Desmond, David: The Misadventures of Oliver Booth
Oliver Booth is a pompous and portly antique dealer who is constantly endeavoring to ingratiate himself with the cosmetically-preserved ultra-rich of Palm Beach, thinking it good for business. But Booth inevitably fails, sometimes comically, both in his bids for societal approval and in business because his manner is irritating and he's a fraud: his shop is filled with Mexican knock-offs, and few prospective customers fall for the deceit. In David Desmond's debut novel--the first in what will apparently be a series--Oliver hires a certain Bernard Dauphin as his newest assistant. Bernard, unlike his employer, is both competent and scrupulously honest, and his qualities are recognized and rewarded, much to Oliver's dismay, by Palm Beach's dowager socialite, Margaret Van Buren. Desmond's novel follows the mismatched pair as they travel to France on Mrs. Van Buren's behalf to purchase antiques to furnish her guest house.

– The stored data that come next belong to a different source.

use actix_web::dev::Server;
use actix_web::{web, App, HttpServer};
use std::net::TcpListener;
use std::sync::Arc;

use crate::auth::{RefreshHandler, SessionIssuer, TokenCodec};
use crate::clock::Clock;
use crate::configuration::{ApplicationSettings, JwtSettings};
use crate::logger::LoggerMiddleware;
use crate::middleware::{BearerGuard, Cors, InterceptorChain};
use crate::routes::{current_user, get_user, health_check, login, refresh};
use crate::store::CredentialStore;

pub fn run(
    listener: TcpListener,
    store: Arc<dyn CredentialStore>,
    application: ApplicationSettings,
    jwt_config: JwtSettings,
    clock: Arc<dyn Clock>,
) -> Result<Server, std::io::Error> {
    let codec = Arc::new(TokenCodec::new(&jwt_config, clock));

    let codec_data = web::Data::from(codec.clone());
    let store_data: web::Data<dyn CredentialStore> = web::Data::from(store.clone());
    let issuer = web::Data::new(SessionIssuer::new(
        store.clone(),
        codec.clone(),
        application.password_hash_cost,
    ));
    let refresher = web::Data::new(RefreshHandler::new(
        codec.clone(),
        store,
        jwt_config.refresh_grace_period,
    ));
    let cookie_settings = web::Data::new(jwt_config.cookie.clone());

    let cors_origin = application.cors_allowed_origin.clone();
    if let Some(origin) = &cors_origin {
        if Cors::new(origin).is_none() {
            tracing::warn!(origin = %origin, "Ignoring invalid CORS origin");
        }
    }

    let server = HttpServer::new(move || {
        App::new()
            // Global middleware
            .wrap(
                InterceptorChain::new()
                    .with_optional(cors_origin.as_deref().and_then(Cors::new)),
            )
            .wrap(LoggerMiddleware)
            // Shared state
            .app_data(codec_data.clone())
            .app_data(store_data.clone())
            .app_data(issuer.clone())
            .app_data(refresher.clone())
            .app_data(cookie_settings.clone())
            // Public routes
            .route("/health_check", web::get().to(health_check))
            .service(
                web::scope("/v1")
                    .route("/auth", web::post().to(login))
                    .route("/refresh", web::post().to(refresh))
                    .route("/refresh-token", web::post().to(refresh))
                    // Protected routes
                    .service(
                        web::scope("/users")
                            .wrap(InterceptorChain::new().with(BearerGuard::new(codec.clone())))
                            .route("/me", web::get().to(current_user))
                            .route("/{id}", web::get().to(get_user)),
                    ),
            )
    })
    .listen(listener)?
    .run();

    Ok(server)
}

Desmond's book is mildly amusing, but never laugh-out-loud funny. The humor lies in Oliver's continued failures and Bernard's nearly unwitting successes and in the absurdity of the situations in which they find themselves. It reminded me a bit of Alexander McCall Smith's Professor Doctor Moritz-Maria von Igelfeld series, as both feature protagonists who are arrogant and unaware of how asocial their behavior is. But unlike von Igelfeld, Oliver, at least in this outing, lacks any mitigating charms or fragility that would render him sympathetic. Bernard is of course the more likable character, and one hopes that he will return in subsequent installments of the series to serve as counterpoint to the buffoonish Oliver.